Extracted data: Begin
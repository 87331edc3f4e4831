// SPDX-FileCopyrightText: 2025 RAprogramm
// SPDX-License-Identifier: MIT

use std::path::PathBuf;

use nl2sql_assistant::config::{Config, DEFAULT_TIMEOUT_SECS};

#[test]
fn test_config_default() {
    let config = Config::default();
    assert!(config.llm.provider.is_none());
    assert!(config.llm.api_key.is_none());
    assert_eq!(
        config.llm.ollama_url.as_deref(),
        Some("http://localhost:11434")
    );
    assert_eq!(config.llm.timeout_secs, DEFAULT_TIMEOUT_SECS);
    assert!(config.database.path.is_none());
}

#[test]
fn test_config_from_toml_full() {
    let config = Config::from_toml(
        r#"
[llm]
provider = "anthropic"
model = "claude-sonnet-4-20250514"
base_url = "https://openrouter.ai/api/v1"
timeout_secs = 30

[database]
path = "warehouse.db"
"#
    )
    .unwrap();
    assert_eq!(config.llm.provider.as_deref(), Some("anthropic"));
    assert_eq!(
        config.llm.model.as_deref(),
        Some("claude-sonnet-4-20250514")
    );
    assert_eq!(
        config.llm.base_url.as_deref(),
        Some("https://openrouter.ai/api/v1")
    );
    assert_eq!(config.llm.timeout_secs, 30);
    assert_eq!(config.database.path, Some(PathBuf::from("warehouse.db")));
}

#[test]
fn test_config_from_toml_partial_sections() {
    let config = Config::from_toml("[database]\npath = \"a.db\"\n").unwrap();
    assert_eq!(config.database.path, Some(PathBuf::from("a.db")));
    assert_eq!(config.llm.timeout_secs, DEFAULT_TIMEOUT_SECS);
}

#[test]
fn test_config_from_toml_empty() {
    let config = Config::from_toml("").unwrap();
    assert!(config.database.path.is_none());
}

#[test]
fn test_config_from_toml_invalid() {
    assert!(Config::from_toml("[llm\nprovider = ").is_err());
}

#[test]
fn test_config_from_toml_wrong_type() {
    assert!(Config::from_toml("[llm]\ntimeout_secs = \"soon\"\n").is_err());
}

#[test]
fn test_config_retrieval_section() {
    let config = Config::from_toml("[retrieval]\ndocs_dir = \"docs\"\n").unwrap();
    assert_eq!(config.retrieval.docs_dir, Some(PathBuf::from("docs")));
    assert!(Config::default().retrieval.docs_dir.is_none());
}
Extracted data: End
◆ **Problem to solve**: From the data above, copy each line that holds "warehouse".

◆ **Solved exercise**:
path = "warehouse.db"
    assert_eq!(config.database.path, Some(PathBuf::from("warehouse.db")));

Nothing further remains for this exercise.